■ **Record extracts**:

◇ ◇ ◇ ◇ ◇

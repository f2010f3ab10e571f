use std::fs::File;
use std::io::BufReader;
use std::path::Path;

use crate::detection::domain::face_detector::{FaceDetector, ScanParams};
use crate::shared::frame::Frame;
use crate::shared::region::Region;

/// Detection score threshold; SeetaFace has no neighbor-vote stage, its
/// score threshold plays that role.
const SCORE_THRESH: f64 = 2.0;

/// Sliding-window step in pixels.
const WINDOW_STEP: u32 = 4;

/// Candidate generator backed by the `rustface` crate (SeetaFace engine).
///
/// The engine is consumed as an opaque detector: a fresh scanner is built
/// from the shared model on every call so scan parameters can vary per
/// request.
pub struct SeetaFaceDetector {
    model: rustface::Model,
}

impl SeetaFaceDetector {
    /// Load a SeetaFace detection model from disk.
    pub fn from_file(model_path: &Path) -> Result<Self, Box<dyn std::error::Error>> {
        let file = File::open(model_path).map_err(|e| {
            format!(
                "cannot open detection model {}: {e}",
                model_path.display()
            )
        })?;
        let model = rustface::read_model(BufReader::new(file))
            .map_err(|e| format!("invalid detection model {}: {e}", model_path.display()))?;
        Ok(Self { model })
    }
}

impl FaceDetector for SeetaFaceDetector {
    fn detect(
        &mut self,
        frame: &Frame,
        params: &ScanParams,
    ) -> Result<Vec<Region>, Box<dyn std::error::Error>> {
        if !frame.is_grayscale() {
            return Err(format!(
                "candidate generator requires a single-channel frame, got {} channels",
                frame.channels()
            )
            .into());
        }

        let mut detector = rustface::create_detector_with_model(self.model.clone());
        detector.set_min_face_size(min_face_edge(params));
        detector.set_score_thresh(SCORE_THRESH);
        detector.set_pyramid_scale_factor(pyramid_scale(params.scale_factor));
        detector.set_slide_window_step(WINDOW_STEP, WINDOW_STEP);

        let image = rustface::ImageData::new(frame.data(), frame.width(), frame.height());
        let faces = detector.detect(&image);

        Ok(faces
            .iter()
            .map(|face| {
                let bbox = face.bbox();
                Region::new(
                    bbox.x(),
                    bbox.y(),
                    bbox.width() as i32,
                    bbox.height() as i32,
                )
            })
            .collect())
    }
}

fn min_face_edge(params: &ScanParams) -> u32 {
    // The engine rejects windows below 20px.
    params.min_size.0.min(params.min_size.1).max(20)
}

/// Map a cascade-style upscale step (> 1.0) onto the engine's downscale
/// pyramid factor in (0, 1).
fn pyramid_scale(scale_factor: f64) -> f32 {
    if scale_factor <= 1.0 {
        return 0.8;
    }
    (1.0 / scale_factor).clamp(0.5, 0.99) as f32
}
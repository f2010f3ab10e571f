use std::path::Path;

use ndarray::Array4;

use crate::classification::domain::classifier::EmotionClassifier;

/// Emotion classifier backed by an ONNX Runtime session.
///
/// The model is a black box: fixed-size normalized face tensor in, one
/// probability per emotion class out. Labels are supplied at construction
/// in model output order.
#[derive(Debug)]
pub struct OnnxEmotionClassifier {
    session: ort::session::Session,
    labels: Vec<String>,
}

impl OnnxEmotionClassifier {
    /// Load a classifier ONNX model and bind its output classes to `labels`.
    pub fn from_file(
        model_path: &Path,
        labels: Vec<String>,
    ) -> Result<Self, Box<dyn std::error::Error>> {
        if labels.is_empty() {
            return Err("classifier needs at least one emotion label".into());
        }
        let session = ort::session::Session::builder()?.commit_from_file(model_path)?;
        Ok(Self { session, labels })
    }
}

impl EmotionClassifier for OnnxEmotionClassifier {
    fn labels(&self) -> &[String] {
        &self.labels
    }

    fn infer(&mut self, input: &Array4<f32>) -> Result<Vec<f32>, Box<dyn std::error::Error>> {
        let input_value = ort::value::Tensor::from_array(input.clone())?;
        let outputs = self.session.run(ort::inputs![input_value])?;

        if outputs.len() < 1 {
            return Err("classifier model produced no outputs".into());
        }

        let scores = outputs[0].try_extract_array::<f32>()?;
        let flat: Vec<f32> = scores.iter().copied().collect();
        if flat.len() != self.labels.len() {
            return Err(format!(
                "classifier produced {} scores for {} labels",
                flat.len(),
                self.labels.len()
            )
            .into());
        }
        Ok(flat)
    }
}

◇ ◇ ◇ ◇ ◇

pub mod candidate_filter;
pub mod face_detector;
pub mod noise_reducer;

◇ ◇ ◇ ◇ ◇

■ **Exercise prompt**: Throughout the records above, find the lines in which the word "iter" appears and return them.

■ **Written reply**:
            .iter()
        let flat: Vec<f32> = scores.iter().copied().collect();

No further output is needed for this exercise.